Spherical tokamaks with a high current carrying plasma center column

Abstract

Spherical tokamaks (STs) have many advantages from the perspective of a fusion reactor. A further improvement would be to replace the center post by a plasma center column (PCC). In this case, biased electrodes could be used to drive current along the PCC and produce the toroidal magnetic field. Moreover, the magnetic helicity injected (HI) by the PCC can be used to form and sustain the configuration, via magnetic relaxation. The magnetic structure and stability of these so-called ST-PCC configurations are studied in detail. In particular, it is shown that stable equilibria with tokamak-like safety factor (q) profiles can be obtained in the regime of high PCC current and moderate poloidal flux amplification. Using numerical simulations, the feasibility of forming and sustaining ST-PCC configurations via HI is demonstrated. The sustainment in this case involves a significant level of fluctuations and is shown to occur at a marginally stable configuration having a q = 1 surface in the ST. This behavior is in close analogy to that of spheromaks sustained by a coaxial plasma gun but presents two major differences.

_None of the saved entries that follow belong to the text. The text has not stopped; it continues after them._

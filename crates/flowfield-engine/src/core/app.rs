use winit::event::WindowEvent;
use winit::window::WindowId;

use super::ctx::FrameCtx;

/// Control directive returned by app callbacks.
#[derive(Debug, Copy, Clone, Eq, PartialEq)]
pub enum AppControl {
    Continue,
    Exit,
}

/// Application contract implemented by frame drivers.
pub trait App {
    /// Called for raw window events before the runtime handles them.
    fn on_window_event(&mut self, window_id: WindowId, event: &WindowEvent) -> AppControl {
        let _ = (window_id, event);
        AppControl::Continue
    }

    /// Called once per rendered frame per window.
    fn on_frame(&mut self, ctx: &mut FrameCtx<'_, '_>) -> AppControl;
}
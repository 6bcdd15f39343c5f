use glam::{Mat4, Vec3};

/// Orbit camera around a target point.
///
/// Right-handed, +Y up, depth in `[0, 1]` as wgpu expects.
#[derive(Debug, Copy, Clone, PartialEq)]
pub struct Camera {
    pub yaw: f32,
    pub pitch: f32,
    pub distance: f32,
    pub target: Vec3,
    /// Vertical field of view in radians.
    pub fov_y: f32,
    pub near: f32,
    pub far: f32,
}

const PITCH_LIMIT: f32 = 1.4;
const DISTANCE_RANGE: (f32, f32) = (0.5, 100.0);

impl Default for Camera {
    fn default() -> Self {
        Self {
            yaw: std::f32::consts::FRAC_PI_2,
            pitch: 0.25,
            distance: 12.0,
            target: Vec3::ZERO,
            fov_y: 35f32.to_radians(),
            near: 0.1,
            far: 100.0,
        }
    }
}

impl Camera {
    pub fn position(&self) -> Vec3 {
        self.target
            + Vec3::new(
                self.distance * self.yaw.cos() * self.pitch.cos(),
                self.distance * self.pitch.sin(),
                self.distance * self.yaw.sin() * self.pitch.cos(),
            )
    }

    pub fn view_matrix(&self) -> Mat4 {
        Mat4::look_at_rh(self.position(), self.target, Vec3::Y)
    }

    pub fn proj_matrix(&self, aspect: f32) -> Mat4 {
        let aspect = if aspect.is_finite() && aspect > 0.0 { aspect } else { 1.0 };
        Mat4::perspective_rh(self.fov_y, aspect, self.near, self.far)
    }

    pub fn view_projection(&self, aspect: f32) -> Mat4 {
        self.proj_matrix(aspect) * self.view_matrix()
    }

    /// Rotates around the target; pitch stays short of the poles.
    pub fn orbit(&mut self, d_yaw: f32, d_pitch: f32) {
        self.yaw += d_yaw;
        self.pitch = (self.pitch + d_pitch).clamp(-PITCH_LIMIT, PITCH_LIMIT);
    }

    /// Moves toward (`delta > 0`) or away from the target.
    pub fn zoom(&mut self, delta: f32) {
        self.distance = (self.distance - delta).clamp(DISTANCE_RANGE.0, DISTANCE_RANGE.1);
    }
}

#[cfg(test)]
mod tests {
    use super::*;
    use glam::Vec4;

    #[test]
    fn target_projects_to_screen_centre() {
        let cam = Camera::default();
        let clip = cam.view_projection(16.0 / 9.0) * Vec4::new(0.0, 0.0, 0.0, 1.0);
        let ndc = clip / clip.w;
        assert!(ndc.x.abs() < 1.0e-5 && ndc.y.abs() < 1.0e-5);
        assert!((0.0..=1.0).contains(&ndc.z));
    }

    #[test]
    fn position_keeps_distance() {
        let mut cam = Camera::default();
        cam.orbit(0.7, 0.3);
        assert!((cam.position().distance(cam.target) - cam.distance).abs() < 1.0e-4);
    }

    #[test]
    fn pitch_and_zoom_are_clamped() {
        let mut cam = Camera::default();
        cam.orbit(0.0, 10.0);
        cam.zoom(1000.0);
        assert_eq!(cam.pitch, PITCH_LIMIT);
        assert_eq!(cam.distance, DISTANCE_RANGE.0);
    }

    #[test]
    fn degenerate_aspect_falls_back() {
        let cam = Camera::default();
        assert_eq!(cam.proj_matrix(0.0), cam.proj_matrix(1.0));
    }
}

First, the current density in the open flux region (PCC) is significantly larger. Second, the mean current density gradient in the ST has the opposite sign, leading to q profiles with regular magnetic shear (i.e., q increases from the magnetic axis to the separatrix, as in tokamaks). When helicity injection is switched off, the fluctuations decay and nested, closed magnetic surfaces appear. This opens the possibility of using HI to form the ST-PCC and a combination of auxiliary current drive (neutral beams and/or RF) and high bootstrap current to sustain a fluctuation free configuration.